Nsibidi (also known as nsibiri, nchibiddi or nchibiddy) is a system of symbols indigenous to what is now southeastern Nigeria that are apparently pictograms, though there have been suggestions that some are logograms or syllabograms. The symbols are at least over 4,000 years old. Early forms appeared on excavated pottery as well as what are most likely ceramic stools and headrests from the Calabar region with a range of dates from at least 400 AD (and possibly earlier), to 1400 AD. Nsibidi was used to decorate the skin, calabashes, sculptures, and clothing items, as well as to communicate messages on houses.“ There are thousands of nsibidi symbols, of which over 500 have been recorded. They were once taught in a school to children. Many of the signs deal with love affairs; those that deal with warfare and the sacred are kept secret. Nsibidi is used on wall designs, calabashes, metals (such as bronze), leaves, swords, and tattoos. It is primarily used by the Ekpe leopard society (also known as Ngbe or Egbo), a secret society that is found across Cross River State among the Ekoi, Efik, Igbo people, and other nearby peoples.

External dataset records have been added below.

use std::fs;
use std::path::Path;

use anyhow::Context;
use card_table_forge::deck::dangling_cards;
use card_table_forge::output::{self, Format};

pub const CARD_TABLE_FILE: &str = "card_table.json";
pub const DECK_TABLE_FILE: &str = "deck_table.json";

fn is_bin(path: &Path) -> bool {
    path.extension().map_or(false, |ext| ext.eq_ignore_ascii_case("bin"))
}

/// Removes `stale` outputs when `res` failed.
fn or_discard<T>(res: anyhow::Result<T>, stale: &[&Path]) -> anyhow::Result<T> {
    if res.is_err() {
        stale.iter().for_each(|path| output::discard(path));
    }
    res
}

/// Writes the card table, then the deck table.
///
/// A failure removes every table not yet rewritten by this run. The card table
/// is written before the deck table is read, so it survives a bad deck table.
pub fn run(image: &Path, out_dir: &Path, layout: Option<&Path>) -> anyhow::Result<()> {
    log::info!("[*] Extracting all tables");
    anyhow::ensure!(is_bin(image), "Game file must be a .bin, got {}", image.display());

    let card_path = out_dir.join(CARD_TABLE_FILE);
    let deck_path = out_dir.join(DECK_TABLE_FILE);
    let both = [card_path.as_path(), deck_path.as_path()];
    let decks_only = [deck_path.as_path()];

    let (mut game, layout) = or_discard(super::open(image, layout), &both)?;
    let cards = or_discard(
        card_table_forge::read_cards(&mut game, &layout).context("Unable to extract the card table"),
        &both,
    )?;
    let card_json = or_discard(output::render(&cards, Format::Json).map_err(anyhow::Error::from), &both)?;

    fs::create_dir_all(out_dir).with_context(|| format!("Unable to create {}", out_dir.display()))?;
    or_discard(
        output::write_atomic(&card_path, &card_json)
            .with_context(|| format!("Unable to write {}", card_path.display())),
        &both,
    )?;
    log::info!("[+] {} cards written to {}", cards.len(), card_path.display());

    let decks = or_discard(
        card_table_forge::read_decks(&mut game, &layout).context("Unable to extract the deck table"),
        &decks_only,
    )?;
    drop(game);

    for (deck, card) in dangling_cards(&decks, &cards) {
        log::warn!("Deck #{} references card {}, which does not exist", deck, card);
    }

    let deck_json = or_discard(output::render(&decks, Format::Json).map_err(anyhow::Error::from), &decks_only)?;
    or_discard(
        output::write_atomic(&deck_path, &deck_json)
            .with_context(|| format!("Unable to write {}", deck_path.display())),
        &decks_only,
    )?;

    log::info!("[+] {} decks written to {}", decks.len(), deck_path.display());
    Ok(())
}
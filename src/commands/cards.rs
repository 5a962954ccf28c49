use std::path::Path;

use anyhow::Context;
use card_table_forge::output::{self, Sink};

pub fn run(image: &Path, out: Option<&Path>, layout: Option<&Path>, jsonl: bool) -> anyhow::Result<()> {
    let sink = Sink::from_arg(out);
    let res = extract(image, layout, jsonl, &sink);
    if res.is_err() {
        sink.discard();
    }
    res
}

fn extract(image: &Path, layout: Option<&Path>, jsonl: bool, sink: &Sink) -> anyhow::Result<()> {
    let (mut game, layout) = super::open(image, layout)?;
    let cards = card_table_forge::read_cards(&mut game, &layout).context("Unable to extract the card table")?;
    drop(game);

    let rendered = output::render(&cards, super::format(jsonl))?;
    sink.write(&rendered).context("Unable to write the card table")?;

    if let Sink::File(path) = sink {
        log::info!("[+] {} cards written to {}", cards.len(), path.display());
    }
    Ok(())
}
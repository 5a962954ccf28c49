mod cli;
mod commands;

use std::process::ExitCode;

use clap::Parser;
use cli::{Cli, Commands};

fn main() -> ExitCode {
    env_logger::Builder::from_env(env_logger::Env::default().default_filter_or("info")).init();
    let cli = Cli::parse();

    let res = match &cli.command {
        Commands::Cards { image, out, layout, jsonl } => {
            commands::cards::run(image, out.as_deref(), layout.as_deref(), *jsonl)
        }
        Commands::Decks { image, out, layout, jsonl } => {
            commands::decks::run(image, out.as_deref(), layout.as_deref(), *jsonl)
        }
        Commands::All { image, out, layout } => commands::all::run(image, out, layout.as_deref()),
    };

    match res {
        Ok(()) => ExitCode::SUCCESS,
        Err(err) => {
            eprintln!("[!] {:#}", err);
            ExitCode::FAILURE
        }
    }
}
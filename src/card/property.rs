//! Single byte card properties.

use serde::Serialize;

use crate::error::FieldError;
use crate::layout::{DIGIMON_SIZE, DIGIVOLVE_SIZE, ITEM_SIZE};

macro_rules! byte_enum {
    (
        $(#[$meta:meta])*
        pub enum $name:ident {
            $($variant:ident = $value:literal),+ $(,)?
        }
    ) => {
        $(#[$meta])*
        #[derive(Debug, Clone, Copy, PartialEq, Eq, Hash, serde::Serialize)]
        pub enum $name {
            $($variant),+
        }

        impl $name {
            pub fn from_byte(byte: u8) -> Result<Self, $crate::error::FieldError> {
                match byte {
                    $($value => Ok($name::$variant),)+
                    byte => Err($crate::error::FieldError::UnknownValue { byte }),
                }
            }
        }
    };
}
pub(crate) use byte_enum;

/// Reads a property stored with `0` meaning "none".
pub fn maybe<T>(byte: u8, parse: fn(u8) -> Result<T, FieldError>) -> Result<Option<T>, FieldError> {
    match byte {
        0 => Ok(None),
        byte => parse(byte).map(Some),
    }
}

byte_enum! {
    pub enum CardType {
        Digimon = 0,
        Item = 1,
        Digivolve = 2,
    }
}

impl CardType {
    /// Size of the card body, without entry header and footer.
    pub fn body_size(self) -> usize {
        match self {
            CardType::Digimon => DIGIMON_SIZE,
            CardType::Item => ITEM_SIZE,
            CardType::Digivolve => DIGIVOLVE_SIZE,
        }
    }

    pub fn as_str(self) -> &'static str {
        match self {
            CardType::Digimon => "digimon",
            CardType::Item => "item",
            CardType::Digivolve => "digivolve",
        }
    }
}

byte_enum! {
    pub enum Speciality {
        Fire = 0,
        Ice = 1,
        Nature = 2,
        Darkness = 3,
        Rare = 4,
    }
}

byte_enum! {
    pub enum Level {
        Rookie = 0,
        Armor = 1,
        Champion = 2,
        Ultimate = 3,
    }
}

byte_enum! {
    pub enum ArrowColor {
        Red = 1,
        Green = 2,
        Blue = 3,
    }
}

byte_enum! {
    pub enum AttackType {
        Circle = 0,
        Triangle = 1,
        Cross = 2,
    }
}

byte_enum! {
    pub enum EffectOperation {
        Addition = 0,
        Subtraction = 1,
        Multiplication = 2,
        Division = 3,
    }
}

byte_enum! {
    /// A value an effect or condition can read from the field.
    pub enum DigimonProperty {
        OwnSpeciality = 1,
        OpnSpeciality = 2,
        OwnHP = 3,
        OpnHP = 4,
        OwnCircleAttack = 5,
        OpnCircleAttack = 6,
        OwnTriangleAttack = 7,
        OpnTriangleAttack = 8,
        OwnCrossAttack = 9,
        OpnCrossAttack = 10,
        OwnAttack = 11,
        OpnAttack = 12,
        OwnLevel = 13,
        OpnLevel = 14,
        OwnAttackType = 17,
        OpnAttackType = 18,
        AttackOrder = 20,
        CardsInOwnHand = 21,
        CardsInOpnHand = 22,
        CardsInOwnDpSlot = 23,
        CardsInOpnDpSlot = 24,
        CardsInOwnOffDeck = 25,
        TempSlot = 26,
        CardsInOwnOnDeck = 27,
        CardsInOpnOnDeck = 28,
    }
}

#[derive(Debug, Clone, Copy, PartialEq, Eq, Hash, Serialize)]
pub enum PlayerType {
    Opponent,
    Player,
}

#[derive(Debug, Clone, Copy, PartialEq, Eq, Hash, Serialize)]
pub enum Slot {
    Hand,
    Dp,
    Online,
    Offline,
}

Outside knowledge of nsibidi came in 1904 when T. D. Maxwell noticed the symbols. Before the British colonisation of the area, nsibidi was divided into a sacred version and a public, more decorative version which could be used by women. Aspects of colonisation such as Western education and Christian doctrine drastically reduced the number of nsibidi-literate people, leaving the secret society members as some of the last literate in the symbols. Nsibidi was and is still a means of transmitting Ekpe symbolism. Nsibidi was transported to Cuba and Haiti via the Atlantic slave trade, where it developed into the anaforuana and veve symbols.